Collected data entries
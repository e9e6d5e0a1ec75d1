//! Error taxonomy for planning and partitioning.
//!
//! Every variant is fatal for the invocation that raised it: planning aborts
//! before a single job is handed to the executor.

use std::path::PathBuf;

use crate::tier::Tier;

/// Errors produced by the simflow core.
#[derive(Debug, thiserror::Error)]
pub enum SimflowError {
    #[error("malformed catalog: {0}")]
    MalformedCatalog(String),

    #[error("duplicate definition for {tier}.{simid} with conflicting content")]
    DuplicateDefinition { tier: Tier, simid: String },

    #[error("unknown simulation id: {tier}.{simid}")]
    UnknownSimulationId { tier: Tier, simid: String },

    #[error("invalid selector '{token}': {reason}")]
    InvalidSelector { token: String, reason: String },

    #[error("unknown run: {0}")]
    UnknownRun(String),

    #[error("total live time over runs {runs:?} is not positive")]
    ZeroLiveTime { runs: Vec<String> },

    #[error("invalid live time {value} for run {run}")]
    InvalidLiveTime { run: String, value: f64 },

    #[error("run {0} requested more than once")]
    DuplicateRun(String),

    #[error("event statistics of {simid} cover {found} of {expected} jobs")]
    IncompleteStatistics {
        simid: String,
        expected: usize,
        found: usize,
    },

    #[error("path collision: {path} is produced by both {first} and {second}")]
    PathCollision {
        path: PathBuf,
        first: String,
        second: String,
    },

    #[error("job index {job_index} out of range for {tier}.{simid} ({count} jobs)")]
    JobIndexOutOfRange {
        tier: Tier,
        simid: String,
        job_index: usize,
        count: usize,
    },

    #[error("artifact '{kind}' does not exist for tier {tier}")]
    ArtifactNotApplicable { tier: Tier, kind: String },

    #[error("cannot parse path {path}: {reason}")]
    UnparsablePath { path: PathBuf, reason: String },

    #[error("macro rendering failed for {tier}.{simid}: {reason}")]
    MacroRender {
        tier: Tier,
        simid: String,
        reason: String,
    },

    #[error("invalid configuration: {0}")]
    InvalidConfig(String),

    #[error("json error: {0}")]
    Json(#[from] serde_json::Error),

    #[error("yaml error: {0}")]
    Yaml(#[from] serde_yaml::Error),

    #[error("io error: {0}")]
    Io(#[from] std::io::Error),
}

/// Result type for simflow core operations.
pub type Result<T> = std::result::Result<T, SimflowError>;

--

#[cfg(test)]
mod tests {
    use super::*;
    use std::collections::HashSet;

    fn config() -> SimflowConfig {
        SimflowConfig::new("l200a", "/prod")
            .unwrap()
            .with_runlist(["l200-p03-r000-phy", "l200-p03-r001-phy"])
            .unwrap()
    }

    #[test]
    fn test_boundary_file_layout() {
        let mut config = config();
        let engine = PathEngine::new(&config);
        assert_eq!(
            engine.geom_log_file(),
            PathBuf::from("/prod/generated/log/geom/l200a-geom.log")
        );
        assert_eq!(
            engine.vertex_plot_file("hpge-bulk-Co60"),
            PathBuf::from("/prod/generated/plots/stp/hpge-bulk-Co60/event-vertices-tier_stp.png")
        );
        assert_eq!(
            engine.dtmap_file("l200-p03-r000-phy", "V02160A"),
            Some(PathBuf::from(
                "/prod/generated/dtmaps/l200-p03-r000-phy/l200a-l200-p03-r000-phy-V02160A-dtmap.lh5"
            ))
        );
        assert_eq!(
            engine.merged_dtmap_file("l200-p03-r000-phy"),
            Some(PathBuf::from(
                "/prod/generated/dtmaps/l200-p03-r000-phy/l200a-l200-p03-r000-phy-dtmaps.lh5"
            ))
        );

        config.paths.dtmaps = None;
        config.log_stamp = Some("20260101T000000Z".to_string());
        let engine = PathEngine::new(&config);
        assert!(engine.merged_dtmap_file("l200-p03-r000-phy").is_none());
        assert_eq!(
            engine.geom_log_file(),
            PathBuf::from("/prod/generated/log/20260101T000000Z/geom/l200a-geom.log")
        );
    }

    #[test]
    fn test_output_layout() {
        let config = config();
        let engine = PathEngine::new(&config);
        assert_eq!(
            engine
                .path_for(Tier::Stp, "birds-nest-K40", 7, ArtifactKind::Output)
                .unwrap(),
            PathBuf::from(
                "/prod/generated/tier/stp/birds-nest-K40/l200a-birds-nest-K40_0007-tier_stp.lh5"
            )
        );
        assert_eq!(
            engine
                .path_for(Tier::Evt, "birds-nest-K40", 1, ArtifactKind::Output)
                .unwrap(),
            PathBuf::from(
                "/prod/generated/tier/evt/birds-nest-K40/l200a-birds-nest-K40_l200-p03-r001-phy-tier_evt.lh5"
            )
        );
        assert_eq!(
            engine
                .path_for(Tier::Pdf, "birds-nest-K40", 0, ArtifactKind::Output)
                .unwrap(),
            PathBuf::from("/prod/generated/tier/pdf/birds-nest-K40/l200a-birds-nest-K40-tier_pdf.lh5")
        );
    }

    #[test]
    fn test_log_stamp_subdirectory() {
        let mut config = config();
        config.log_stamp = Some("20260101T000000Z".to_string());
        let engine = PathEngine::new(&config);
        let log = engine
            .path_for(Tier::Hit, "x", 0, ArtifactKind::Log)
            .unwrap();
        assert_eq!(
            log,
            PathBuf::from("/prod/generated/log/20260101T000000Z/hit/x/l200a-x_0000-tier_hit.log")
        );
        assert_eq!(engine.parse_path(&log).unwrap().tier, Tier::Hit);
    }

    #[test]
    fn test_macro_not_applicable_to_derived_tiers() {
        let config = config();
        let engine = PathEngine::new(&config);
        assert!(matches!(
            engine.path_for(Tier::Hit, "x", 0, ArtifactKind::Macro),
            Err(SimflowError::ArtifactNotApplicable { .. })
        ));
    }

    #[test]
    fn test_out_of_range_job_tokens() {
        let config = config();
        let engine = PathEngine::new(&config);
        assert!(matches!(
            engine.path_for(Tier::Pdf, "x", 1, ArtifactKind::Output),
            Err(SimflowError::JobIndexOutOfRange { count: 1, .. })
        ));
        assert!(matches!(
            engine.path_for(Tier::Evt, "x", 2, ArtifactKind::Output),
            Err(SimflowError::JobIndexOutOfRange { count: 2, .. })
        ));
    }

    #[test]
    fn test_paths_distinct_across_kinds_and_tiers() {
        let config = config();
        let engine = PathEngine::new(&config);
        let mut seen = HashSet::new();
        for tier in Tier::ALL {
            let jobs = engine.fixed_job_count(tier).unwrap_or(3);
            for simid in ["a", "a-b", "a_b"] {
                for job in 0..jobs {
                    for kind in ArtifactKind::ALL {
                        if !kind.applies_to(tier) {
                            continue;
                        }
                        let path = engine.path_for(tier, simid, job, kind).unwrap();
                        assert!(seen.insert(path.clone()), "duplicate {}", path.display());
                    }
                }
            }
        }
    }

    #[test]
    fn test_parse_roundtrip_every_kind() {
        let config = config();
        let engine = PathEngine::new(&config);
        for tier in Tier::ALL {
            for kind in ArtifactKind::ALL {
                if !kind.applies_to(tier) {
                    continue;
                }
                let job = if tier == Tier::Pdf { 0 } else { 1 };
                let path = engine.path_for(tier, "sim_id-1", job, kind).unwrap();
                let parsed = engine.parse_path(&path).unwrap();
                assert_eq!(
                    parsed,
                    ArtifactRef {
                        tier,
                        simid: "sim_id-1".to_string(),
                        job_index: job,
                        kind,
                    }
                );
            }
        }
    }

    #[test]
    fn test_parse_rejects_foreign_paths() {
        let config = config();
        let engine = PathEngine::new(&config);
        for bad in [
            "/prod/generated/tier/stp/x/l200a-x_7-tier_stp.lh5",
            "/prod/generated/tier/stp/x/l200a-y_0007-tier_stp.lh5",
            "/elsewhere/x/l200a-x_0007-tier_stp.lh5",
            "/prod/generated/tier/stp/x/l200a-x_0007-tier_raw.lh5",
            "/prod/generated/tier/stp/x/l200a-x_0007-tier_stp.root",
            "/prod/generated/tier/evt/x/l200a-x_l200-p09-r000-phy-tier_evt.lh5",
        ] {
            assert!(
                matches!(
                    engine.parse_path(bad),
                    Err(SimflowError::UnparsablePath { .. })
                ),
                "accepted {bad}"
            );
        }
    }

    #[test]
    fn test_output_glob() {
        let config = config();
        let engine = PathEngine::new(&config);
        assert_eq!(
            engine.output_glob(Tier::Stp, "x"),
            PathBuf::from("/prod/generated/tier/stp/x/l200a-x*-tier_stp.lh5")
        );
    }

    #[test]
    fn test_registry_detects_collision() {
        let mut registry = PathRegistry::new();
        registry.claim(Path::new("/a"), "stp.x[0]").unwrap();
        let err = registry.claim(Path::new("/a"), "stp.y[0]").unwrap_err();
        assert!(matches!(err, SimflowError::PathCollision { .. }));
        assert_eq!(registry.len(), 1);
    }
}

* Your instructions *
From the data above, pick out each line containing "seen" and copy it.

* Task response *
        let mut seen = HashSet::new();
                        assert!(seen.insert(path.clone()), "duplicate {}", path.display());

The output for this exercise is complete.